The CSCW session on Communities ran Tuesday mid-morning and turned up a wide variety in the three talks from social psychology to blogs to reading forums. Extended entry contains details, and I'll do a separate entry on the blogging talk.
Using Social Psychology to Motivate Contributions to Online Communities by Xiaoqing Wang, Gerard Beenen, and others from Kraut's group at CMU (and Michigan and Minnesota) (paper).
Blogging as a Social Activity: Would You Let 900 Million People Read Your Diary? by Bonnie Nardi of UC Irvine; and Diane J Schiano, Michelle Gumbrecht of Stanford.
Flash Forums and ForumReader: Navigating a New Kind of Large-scale Online Discussion by Kushal Dave, Martin Mattenberg, Michael Muller of IBM Research (paper).
This work from CMU looks at the community of reviewers at Movielens.com to learn something about social psychology, and specifically the idea of "under contribution" in online communities (also termed "social loafing" - not quite the same as lurking?). They presented two sets of studies. The first tested the theory that people do more when the benefit of the activity is more explicit. They showed an interesting graphic that suggested reinforcing both personal and collective benefit would reinforce the desired behavior. In their tests, however, they only tested one factor at a time. They asked 9000 users via email to do more reviews based on their unique contribution, the benefit to them personally, or the benefit to the community as a whole. The only one of these factors that showed a significant difference was the call to uniqueness. The speaker suggested that specific appeals to individual and group benefit as a motivation technique misses the more nuanced way people interact in such a community.
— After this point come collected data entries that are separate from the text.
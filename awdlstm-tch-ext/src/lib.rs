use std::cell::RefCell;
use std::rc::Rc;

use itertools::Itertools;
use tch::nn::{Init, Path, VarStore};
use tch::{Device, TchError, Tensor};

/// Trait that provides the root of a variable store.
pub trait RootExt {
    /// Get the root of a variable store.
    ///
    /// In contrast to the regular `root` method, `root_ext` allows
    /// you to provide a function that maps a variable name to a
    /// parameter group. This is useful to give parts of a model
    /// (e.g. the embeddings and the recurrent cells) their own
    /// optimizer hyper-parameters.
    ///
    /// The returned path also keeps track of the variables that were
    /// created with [`PathExt::var_regularized`].
    fn root_ext<F>(&self, parameter_group_fun: F) -> PathExt
    where
        F: 'static + Fn(&str) -> usize;
}

impl RootExt for VarStore {
    fn root_ext<F>(&self, parameter_group_fun: F) -> PathExt
    where
        F: 'static + Fn(&str) -> usize,
    {
        PathExt {
            inner: self.root(),
            parameter_group_fun: Rc::new(parameter_group_fun),
            regularized: Rc::new(RefCell::new(Vec::new())),
        }
    }
}

/// A variable that a weight regularizer should be applied to.
#[derive(Debug)]
pub struct RegularizedVariable {
    /// Full name of the variable in the variable store.
    pub name: String,

    /// The variable.
    pub tensor: Tensor,
}

pub struct PathExt<'a> {
    inner: Path<'a>,
    parameter_group_fun: Rc<dyn Fn(&str) -> usize>,
    regularized: Rc<RefCell<Vec<RegularizedVariable>>>,
}

impl<'a> PathExt<'a> {
    /// The device on which variables are created.
    pub fn device(&self) -> Device {
        self.inner.device()
    }

    /// Create a tensor variable initialized with ones.
    pub fn ones(&self, name: &str, dims: &[i64]) -> Tensor {
        let group = self.name_group(name);
        let path = self.inner.set_group(group);
        path.ones(name, dims)
    }

    /// Get the variables that were registered for regularization.
    ///
    /// All paths that were derived from the same root share one
    /// registry, so this returns the regularized variables of the
    /// whole variable store. The tensors share storage with the
    /// variables.
    pub fn regularized_variables(&self) -> Vec<RegularizedVariable> {
        self.regularized
            .borrow()
            .iter()
            .map(|var| RegularizedVariable {
                name: var.name.clone(),
                tensor: var.tensor.shallow_clone(),
            })
            .collect()
    }

    /// Get a sub-path of the current path.
    pub fn sub<T: ToString>(&'a self, s: T) -> PathExt<'a> {
        PathExt {
            inner: self.inner.sub(s),
            parameter_group_fun: self.parameter_group_fun.clone(),
            regularized: self.regularized.clone(),
        }
    }

    /// Create a tensor variable initialized with the given initializer.
    pub fn var(&self, name: &str, dims: &[i64], init: Init) -> Result<Tensor, TchError> {
        let group = self.name_group(name);
        let path = self.inner.set_group(group);
        path.f_var(name, dims, init)
    }

    /// Create a tensor variable and register it for regularization.
    pub fn var_regularized(
        &self,
        name: &str,
        dims: &[i64],
        init: Init,
    ) -> Result<Tensor, TchError> {
        let tensor = self.var(name, dims, init)?;

        self.regularized.borrow_mut().push(RegularizedVariable {
            name: self.full_name(name),
            tensor: tensor.shallow_clone(),
        });

        Ok(tensor)
    }

    /// Create a tensor variable initialized with zeros.
    pub fn zeros(&self, name: &str, dims: &[i64]) -> Tensor {
        let group = self.name_group(name);
        let path = self.inner.set_group(group);
        path.zeros(name, dims)
    }

    fn full_name(&self, name: &str) -> String {
        let prefix = self.inner.components().join(".");
        if prefix.is_empty() {
            name.to_string()
        } else {
            format!("{}.{}", prefix, name)
        }
    }

    /// Get the full name of `name` and return its group.
    fn name_group(&self, name: &str) -> usize {
        (self.parameter_group_fun)(&self.full_name(name))
    }
}
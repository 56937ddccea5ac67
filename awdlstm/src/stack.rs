//! Multi-layer stack of regularized recurrent cells.

use awdlstm_tch_ext::PathExt;
use log::debug;
use tch::{Kind, Tensor};

use crate::cells::{single_cell, CellSpec, LayerState, RegularizedCell};
use crate::config::{CellParams, CellType};
use crate::error::{EncoderError, ShapeError};
use crate::module::RecurrentModule;

/// Parameters and dropout of one group of layers.
#[derive(Clone, Debug)]
pub struct LayerConfig {
    pub params: CellParams,
    pub input_keep_prob: f64,
    pub output_keep_prob: f64,
}

/// Cell stack configuration.
#[derive(Clone, Debug)]
pub struct StackConfig {
    pub cell_type: CellType,

    /// Size of the inputs of the first layer.
    pub input_size: i64,

    pub num_layers: usize,

    /// Configuration of all layers except the last.
    pub body: LayerConfig,

    /// Configuration of the last layer.
    pub last: LayerConfig,

    pub residual: bool,
    pub variational: bool,
}

/// State of all layers in a cell stack.
#[derive(Debug)]
pub struct StackState {
    pub layers: Vec<LayerState>,
}

impl StackState {
    /// Hidden states of all layers.
    ///
    /// Returns a tensor of shape `[num_layers, batch_size, num_units]`.
    /// Fails when the layers have different sizes.
    pub fn stacked_hidden(&self) -> Result<Tensor, EncoderError> {
        let hidden = self
            .layers
            .iter()
            .map(|layer| &layer.cell.hidden)
            .collect::<Vec<_>>();
        Ok(Tensor::f_stack(&hidden, 0)?)
    }
}

/// Stack of recurrent cells.
///
/// The output of each layer is the input of the next layer.
#[derive(Debug)]
pub struct CellStack {
    layers: Vec<RegularizedCell>,
}

impl CellStack {
    /// Construct a cell stack.
    ///
    /// The variables of layer *i* are stored below `cell_{i}`.
    pub fn new(vs: &PathExt, config: &StackConfig) -> Result<Self, EncoderError> {
        let mut layers = Vec::with_capacity(config.num_layers);
        let mut input_size = config.input_size;

        for layer in 0..config.num_layers {
            let layer_config = if layer + 1 == config.num_layers {
                &config.last
            } else {
                &config.body
            };

            let spec = CellSpec {
                cell_type: config.cell_type,
                params: &layer_config.params,
                input_keep_prob: layer_config.input_keep_prob,
                output_keep_prob: layer_config.output_keep_prob,
                residual: config.residual,
                variational: config.variational,
            };

            let cell = single_cell(&vs.sub(format!("cell_{}", layer)), layer, &spec, input_size)?;

            debug!(
                "Layer {}: {:?} cell, input size: {}, output size: {}",
                layer,
                config.cell_type,
                cell.input_size(),
                cell.output_size()
            );

            input_size = cell.output_size();
            layers.push(cell);
        }

        Ok(CellStack { layers })
    }

    pub fn input_size(&self) -> i64 {
        self.layers.first().map(RegularizedCell::input_size).unwrap_or(0)
    }

    /// Size of the outputs of the last layer.
    pub fn output_size(&self) -> i64 {
        self.layers.last().map(RegularizedCell::output_size).unwrap_or(0)
    }

    pub fn num_layers(&self) -> usize {
        self.layers.len()
    }
}

impl RecurrentModule for CellStack {
    type State = StackState;

    type Error = EncoderError;

    fn zero_state(
        &self,
        batch_size: i64,
        kind: Kind,
        train: bool,
    ) -> Result<Self::State, Self::Error> {
        let layers = self
            .layers
            .iter()
            .map(|layer| layer.zero_state(batch_size, kind, train))
            .collect::<Result<_, _>>()?;

        Ok(StackState { layers })
    }

    fn step(
        &self,
        input: &Tensor,
        state: &Self::State,
        train: bool,
    ) -> Result<(Tensor, Self::State), Self::Error> {
        if state.layers.len() != self.layers.len() {
            return Err(ShapeError::IncompatibleState(format!(
                "state has {} layers, stack has {}",
                state.layers.len(),
                self.layers.len()
            ))
            .into());
        }

        let mut output = input.shallow_clone();
        let mut new_layers = Vec::with_capacity(self.layers.len());
        for (layer, layer_state) in self.layers.iter().zip(&state.layers) {
            let (layer_output, new_state) = layer.step(&output, layer_state, train)?;
            output = layer_output;
            new_layers.push(new_state);
        }

        Ok((output, StackState { layers: new_layers }))
    }
}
The second study looked at the high performance challenges: do people perform at higher levels when given successively higher challenges. And is there a limit to that performance. And does it matter if they are challenged as a group or as individuals. In this case. they found that groups (ten people, randomly chosen) given a challenge far outperformed individuals given the same challenge. They also found an apparent limit at the extremes of the study - that at some point it isn't possible to challenge people further.
Finally, the design and longer-term implications of this study. While communities do not tend to attach goals to participation, they suggest that goals might be something to explore if under contribution is truly a concern in the community. More importantly to me, they highlighted the importance of collective effort in communities. While specific goals might be useful in some circumstances, it seems to me that a shared sense of purpose and energy is much more important to the overall performance of the community. They also had some things to say about "social facilitation" which is probably tied up with how a community encourages its members to participate.
Flash Forums are online community forums that come together and disburse in relatively short time periods for discussion around very specific topics. The best examples are IBM's WorldJams or Slashdot, where there are thousands of posts on a given topic. An anti-examples would be traditional Usenet, where people can comment weeks, months and even years after the original discussion thread was started. IBM built ForumReader to do better visualization of how Flash Forum conversations develop. The presentation shifted to a description of how the software helps people better understand and visualize a forum conversation.